- _Exercise details_: Which lines below contain the word "broadcast"? Copy each one.

- _Extracted data entries_:
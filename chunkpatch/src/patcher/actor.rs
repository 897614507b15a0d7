//! The coordinating task behind a [`Patcher`](super::Patcher).
//!
//! The actor is the single writer of the session, the progress aggregator and
//! the coordinators. It reacts to two inputs:
//!
//! ```text
//!   Patcher handle ── Command ──►┌───────────┐── PatchEvent ──► subscribers
//!                                │           │── Progress ────► progress channel
//!                                │   Actor   │── PatchStats ──► status watch
//!   stage tasks ── StageEvent ──►└─────┬─────┘── bool ────────► PatchTicket
//!        ▲                             │
//!        └──────── tokio::spawn ───────┘
//! ```
//!
//! Collaborator calls never run on the actor itself. Every stage task reports
//! back with the attempt id it was spawned for; reports for any other attempt
//! are dropped, which is how shutdown discards late completions.

use tokio::sync::{broadcast, mpsc, oneshot, watch};
use tokio_util::sync::CancellationToken;
use tracing::{debug, error, info, warn};

use crate::backend::{PatchBackend, ProgressSink};
use crate::chunk::{ChunkEntry, ChunkId};
use crate::config::PatcherConfig;
use crate::coordinator::{download_with_retry, DownloadCoordinator, DownloadOutcome, MountCoordinator};
use crate::descriptor::VersionDescriptor;
use crate::error::{PatchError, PatchResult, PatcherError, PatcherResult};
use crate::events::{EventHub, PatchEvent, ProgressUpdate, StageEvent, StageEventKind};
use crate::manifest::{LocalManifest, LocalState, ManifestReconciler, Reconciliation};
use crate::progress::{PatchStats, ProgressAggregator};
use crate::session::PatchSession;
use crate::state::PatchStage;

// =============================================================================
// Commands
// =============================================================================

/// Requests from the handle.
#[derive(Debug)]
pub(super) enum Command {
    Init {
        url: String,
        reply: oneshot::Sender<PatcherResult<()>>,
    },
    Begin {
        reply: oneshot::Sender<PatcherResult<(u64, oneshot::Receiver<bool>)>>,
    },
    Shutdown {
        reply: oneshot::Sender<()>,
    },
    VersionUrl {
        reply: oneshot::Sender<Option<String>>,
    },
}

/// Whether an attempt keeps running after handling an event.
enum Flow {
    Continue,
    Finished,
}

// =============================================================================
// Attempt
// =============================================================================

/// Everything scoped to one running attempt.
struct Attempt {
    id: u64,
    /// Cancels every task of the attempt.
    cancel: CancellationToken,
    /// Child of `cancel`; fired on its own by the fail-fast policy.
    download_cancel: CancellationToken,
    completion: Option<oneshot::Sender<bool>>,
    descriptor: Option<VersionDescriptor>,
    /// Reconciled targets; the download set itself moves into `downloads`.
    reconciliation: Option<Reconciliation>,
    manifest: LocalManifest,
    downloads: Option<DownloadCoordinator>,
    download_outcome: Option<DownloadOutcome>,
    mounts: Option<MountCoordinator>,
}

impl Attempt {
    fn new(id: u64, completion: oneshot::Sender<bool>) -> Self {
        let cancel = CancellationToken::new();
        let download_cancel = cancel.child_token();
        Self {
            id,
            cancel,
            download_cancel,
            completion: Some(completion),
            descriptor: None,
            reconciliation: None,
            manifest: LocalManifest::new(),
            downloads: None,
            download_outcome: None,
            mounts: None,
        }
    }
}

// =============================================================================
// Actor
// =============================================================================

pub(super) struct Actor {
    config: PatcherConfig,
    backend: PatchBackend,
    session: PatchSession,
    version_url: Option<String>,
    aggregator: ProgressAggregator,
    next_attempt: u64,
    current: Option<Attempt>,
    events: EventHub,
    progress: broadcast::Sender<ProgressUpdate>,
    status: watch::Sender<PatchStats>,
    stage_tx: mpsc::UnboundedSender<StageEvent>,
}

- _Answer for the task_:
use tokio::sync::{broadcast, mpsc, oneshot, watch};
    progress: broadcast::Sender<ProgressUpdate>,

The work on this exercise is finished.